Suhail Kannampilly: The general managers of all the hotels have a KRA within their system, for environmental related KRAs where they have a minimum 4 community outreach programs that they need to do every year. We’ve just completed a community outreach program where all our hotels close to the sea have done complete beach cleanup drives across India. Pre-COVID, we had done a complete all India outreach program where we had done a campaign with Mr. Abid Surti for a drop-dead campaign where our engineering teams across the hotels, these teams went out to all the neighborhood societies and fixed any kind of a leak in their houses, in their taps, free of charge for them. We have calculated and saved over 5 million litres of water. Just fixing taps, leaks, free of charge for anybody. 

Navin Berry: Tell me, what’s the kind of employment that you generate, especially in the remoter areas? Like, do you have a policy that at least so many people we must employ from local communities as a principle? Because it’s also cheaper perhaps to look for staff around?

Suhail Kannampilly: It’s definitely cheaper, but we don’t have a policy that drives local recruitment. It is primarily state governed. So, India as a state, employment comes as a state subject. So, therefore, every state has local requirements of how many people you have to take from the state. We have that as part of the shops and establishment regulation.

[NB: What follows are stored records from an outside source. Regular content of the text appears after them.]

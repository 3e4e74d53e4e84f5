//! Level command implementation

use serde::Serialize;
use timeflow_core::{LevelCurve, LevelInfo};

use super::Report;
use crate::Result;

#[derive(Debug, Serialize)]
pub struct LevelReport {
    pub xp: i64,
    #[serde(flatten)]
    pub info: LevelInfo,
    pub title: &'static str,
}

impl Report for LevelReport {
    fn to_text(&self) -> String {
        format!(
            "Level {} ({})\n  {} XP, next level at {} ({} to go, {:.1}%)",
            self.info.current_level,
            self.title,
            self.xp,
            self.info.next_level_xp,
            self.info.xp_to_next_level,
            self.info.progress_percent
        )
    }
}

/// Run the level command
///
/// # Errors
///
/// Returns an error if `xp` is negative.
pub fn run(xp: i64, curve: &LevelCurve) -> Result<LevelReport> {
    let info = curve.level_info_signed(xp)?;
    Ok(LevelReport {
        xp,
        info,
        title: info.title(),
    })
}

#[cfg(test)]
mod tests {
    use super::*;

    #[test]
    fn test_level_report_for_threshold() -> std::result::Result<(), Box<dyn std::error::Error>> {
        let report = run(100, &LevelCurve::default())?;
        assert_eq!(report.info.current_level, 2);
        assert_eq!(report.title, "Novice");
        assert!(report.to_text().starts_with("Level 2 (Novice)"));
        Ok(())
    }

    #[test]
    fn test_negative_xp_rejected() {
        assert!(run(-1, &LevelCurve::default()).is_err());
    }
}
//! Apply command implementation

use std::{fmt::Write as _, path::PathBuf};

use chrono::{DateTime, Utc};
use serde::Serialize;
use timeflow_core::{AchievementTier, LevelInfo, ScoringConfig, XpReward};
use tracing::info;

use super::Report;
use crate::{store, Result};

/// Apply command options
#[derive(Debug, Clone)]
pub struct ApplyOptions {
    pub snapshot: PathBuf,
    pub events: PathBuf,
    pub write: bool,
    pub expect_revision: Option<u64>,
}

#[derive(Debug, Serialize)]
pub struct UnlockedSummary {
    pub id: String,
    pub title: String,
    pub icon: String,
    pub tier: AchievementTier,
}

#[derive(Debug, Serialize)]
pub struct ApplyReport {
    pub user_id: String,
    pub events_applied: usize,
    pub revision_before: u64,
    pub revision: u64,
    pub xp_gained: u64,
    pub xp: u64,
    pub level: LevelInfo,
    pub title: &'static str,
    pub leveled_up: bool,
    pub rewards: Vec<XpReward>,
    pub unlocked: Vec<UnlockedSummary>,
    pub written: bool,
}

impl Report for ApplyReport {
    fn to_text(&self) -> String {
        let mut out = format!(
            "{}: applied {} events (revision {} -> {})\n",
            self.user_id, self.events_applied, self.revision_before, self.revision
        );
        for reward in &self.rewards {
            let _ = writeln!(out, "  +{:<4} {}", reward.amount, reward.message);
        }
        if !self.unlocked.is_empty() {
            out.push_str("Unlocked:\n");
            for achievement in &self.unlocked {
                let _ = writeln!(
                    out,
                    "  {} {} ({})",
                    achievement.icon, achievement.title, achievement.tier
                );
            }
        }
        let _ = writeln!(
            out,
            "Level {} ({}) - {} XP, {:.0}% to level {}{}",
            self.level.current_level,
            self.title,
            self.xp,
            self.level.progress_percent,
            self.level.current_level.saturating_add(1),
            if self.leveled_up { " [level up]" } else { "" }
        );
        out.push_str(if self.written {
            "Snapshot written"
        } else {
            "Dry run; pass --write to save"
        });
        out
    }
}

/// Run the apply command
///
/// # Errors
///
/// Returns an error if:
/// - The snapshot or event file cannot be read or parsed
/// - `expect_revision` does not match the stored revision
/// - Any event is invalid (nothing is written in that case)
/// - The updated snapshot cannot be written
pub fn run(
    options: &ApplyOptions,
    config: &ScoringConfig,
    now: DateTime<Utc>,
) -> Result<ApplyReport> {
    let current = store::read_snapshot(&options.snapshot, &config.level)?;
    if let Some(expected) = options.expect_revision {
        current.check_revision(expected)?;
    }

    let events = store::read_events(&options.events)?;
    let applied = current.apply_all(&events, config, now)?;

    if options.write {
        store::write_snapshot(&options.snapshot, &applied.snapshot)?;
        info!(
            path = %options.snapshot.display(),
            revision = applied.snapshot.revision,
            "saved snapshot"
        );
    }

    let level = applied.snapshot.level_info(&config.level);
    Ok(ApplyReport {
        user_id: applied.snapshot.user_id.to_string(),
        events_applied: events.len(),
        revision_before: current.revision,
        revision: applied.snapshot.revision,
        xp_gained: applied.xp_gained(),
        xp: applied.snapshot.xp,
        level,
        title: level.title(),
        leveled_up: applied.leveled_up,
        rewards: applied.rewards.iter().cloned().collect(),
        unlocked: applied
            .newly_unlocked
            .iter()
            .map(|a| UnlockedSummary {
                id: a.id.clone(),
                title: a.title.clone(),
                icon: a.icon.clone(),
                tier: a.tier,
            })
            .collect(),
        written: options.write,
    })
}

Navin Berry: Suhail, so one last question from me for you. How is profitability for the group? The big boys are talking about 1,000, 1,200, 1,500 cash surplus, cash positive every year. Somebody like an IHCL is talking about 4,000 crores cash on their balance sheets. So, I’m sure these are enviable figures. How is the Fern balance sheet looking?

Suhail Kannampilly: So, the balance sheet has been very healthy. I think we’ve been cash surplus since 2015 onward. Even during COVID, we didn’t really have a large negative. So, in terms of the balance sheet, it’s very healthy and that’s what’s actually fueled the property acquisition.

Navin Berry: And I’m sure Marriott must have done a due diligence and taken this forward. Any parting shot you want to give on Fern?

Suhail Kannampilly: I think the potential for…it’s aspirational tourism in India. And the real question is, are we going to be able to live up to that aspiration and grow in that aspiration, based on the demands of the Indian consumer. Indian consumers are demanding standards to match that. Across not only our hotels but across destinations.